The different predictions are nicely set out in Figure 2 (though it might be best not to include the "chosen value modulation" option here given it is already a non-starter for DMS dopamine based on the Parker data set) and one model is clearly supported based on the data are presented in Figure 3. But what the authors focus on – is the dopamine best described as RPE x action or chosen value x action – struck me as rather small scale, particularly given there is much more evidence for dopamine encoding chosen value in some form. While I found this an interesting conclusion, it seemed hardly like it would really help advance the ongoing and passionate RPE v movement debates.

Thank you for this comment. We chose to include the “chosen value modulation” option for pedagogical reasons, because it was helpful to first introduce the idea of “chosen value modulation,” then include the contralateral action modulation on top of that. The second theory helps readers understand the two types of modulations involved in the third theory.

We also appreciate the opportunity to do a clearer job explaining the contributions of our study. We have attempted to sharpen these points in the current revision. (We would also direct your attention to the first reviewer’s first comment for more discussion about this.) The discussion on how to reconcile dopamine’s involvement in reward vs. movement is perhaps the single central puzzle in the study of this neuromodulatory system going back decades to the initial discoveries of its involvement in self-stimulation and disorders of movement. One of the reasons for the excitement surrounding the RPE theories was that they seemed to offer a detailed, quantitative (though of course stylized) way to reconcile these views. However, recent reports (among them ours) of seemingly motor-related responses that are apparently distinct from RPEs have recently reopened the classic questions, and–given the substantial evidence for the RPE account– introduced new questions, such as how recipient structures could possibly distinguish interleaved RPE and movement signals with different functions.

A chief contribution of the current study is to articulate a proposal for how the movement-related responses might be interpreted in the RPE framework, by extending it to include action RPEs. The action value vs. chosen value distinction is central for posing, testing, and ultimately rejecting this possibility. While it is true that we end up restoring Parker’s conclusion, we now know more about this important issue–both in the substantive sense that we have identified and closed interpretational ambiguities in Parker’s (and other) results, and in laying conceptual groundwork that will be relevant going forward.

In particular, as we now say in the revised article, we believe that our basic framework and approach will be relevant in confronting other aspects of the growing body of evidence that DA signals may encode for variables beyond RPE. Recent studies, for instance, showed that midbrain DA neurons may also encode behavioral variables relevant to the task, such as the mice’s position, their velocity, their view-angle, and the accuracy of their performance (Howe et al., 2013; da Silva et al., 2018; Engelhard et al., 2018). Our modeling provides a framework for understanding how these DA responses can be interpreted in different reference frames and how they might ultimately encode some form of RPEs with respect to different behavioral variables in the task. Even though this turned out not to be the case for Parker’s results, it may well apply elsewhere. This conceptual framework can be extended to help understand the heterogeneous DA responses from more complicated real-world, high-dimensional reinforcement learning tasks.

Moreover, it appears as if there is a lot more in these data than is remarked upon. For instance, there appears already to be a meaningful relationship between dopamine activity and the animal's upcoming action in the pre-lever period. Indeed, at least in the cell bodies, if you account for this baseline shift – and what the baseline is in these analyses was never clearly defined for me – the phasic action component looks like it would be much weaker at the time of lever extension. This interaction between timescales is worth considering and commenting on in more detail, particularly in the light of the Hamid/Berke findings that what can look like an RPE when baselined pre-event of interest might look very different if a baseline is taken at an earlier timepoint.

Thank you for this comment. We did not baseline our responses when analyzing the GCaMP6f time-locked to the lever presentation, and we agree it is important to better understand the extent to which the key effects are already present in the signal at earlier timepoints and to what extent taking this into account changes the picture at the time of lever presentation.
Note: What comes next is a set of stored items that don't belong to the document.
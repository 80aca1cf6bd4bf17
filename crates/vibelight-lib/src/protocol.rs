//! Wire protocol for Govee BLE lights.
//!
//! Commands are fixed 20-byte frames written to a vendor-specific GATT
//! characteristic: opcode bytes, payload, zero padding through byte 18, and
//! a trailing XOR checksum at byte 19. Writes are sent without response.

use uuid::{Uuid, uuid};

use crate::color::Rgb;

/// GATT characteristic all command frames are written to.
pub const COMMAND_CHAR_UUID: Uuid = uuid!("00010203-0405-0607-0809-0a0b0c0d2b11");

/// Every command frame is exactly this long, checksum included.
pub const FRAME_LEN: usize = 20;

/// Color-set opcode; payload is the three channel bytes.
pub const OPCODE_COLOR: [u8; 3] = [0x33, 0x05, 0x02];

/// Status-query (heartbeat) opcode; no payload.
pub const OPCODE_HEARTBEAT: [u8; 2] = [0xAA, 0x01];

/// A complete 20-byte command frame, checksum included.
#[derive(Debug, Clone, Copy, PartialEq, Eq)]
pub struct Frame([u8; FRAME_LEN]);

impl Frame {
    pub fn as_bytes(&self) -> &[u8; FRAME_LEN] {
        &self.0
    }
}

/// XOR fold of `bytes`.
pub fn checksum(bytes: &[u8]) -> u8 {
    bytes.iter().fold(0, |acc, b| acc ^ b)
}

/// Zero-pad `head` to 19 bytes and append the checksum.
fn frame(head: &[u8]) -> Frame {
    debug_assert!(head.len() < FRAME_LEN);
    let mut bytes = [0u8; FRAME_LEN];
    bytes[..head.len()].copy_from_slice(head);
    bytes[FRAME_LEN - 1] = checksum(&bytes[..FRAME_LEN - 1]);
    Frame(bytes)
}

/// Encode a color-set command.
pub fn encode_color(color: Rgb) -> Frame {
    frame(&[
        OPCODE_COLOR[0],
        OPCODE_COLOR[1],
        OPCODE_COLOR[2],
        color.r,
        color.g,
        color.b,
    ])
}

/// Encode a status-query (heartbeat) command.
pub fn encode_heartbeat() -> Frame {
    frame(&OPCODE_HEARTBEAT)
}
We now include a number of additional analyses examining these issues, which in general do not change our overall conclusions.

First, we found the same basic pattern of effects when we aligned signals to the nose poke event, in an analysis which we have now included as Figure 3—figure supplement 4. Just as in Figure 3, we see clear modulation by chosen value and contralateral action when we break down signals both by previous reward and action (Figure 3—figure supplement 4A) and by Q values and action (Figure 3—figure supplement 4B). The regression results in Figure 3—figure supplement 4C indicate that the signals were significantly modulated by the contralateral action and Q values. Although (especially in the cell bodies results in Figure 3—figure supplement 4D-F) there appears to be a distinct component of response time-locked to the nose poke, the bulk of the response is more smeared out and at higher latency, such that the significant effects of both action and value actually occur shortly following the mean time of lever presentation (denoted by the black diamond with a line indicating the range containing 80% of latency values). All this suggests the modulation of DA signals is more closely related to lever presentation. As before, we see similar effects for both VTA/SNc::DMS terminals and VTA/SNc::DMS cell bodies (Figure 3—figure supplement 4D-F).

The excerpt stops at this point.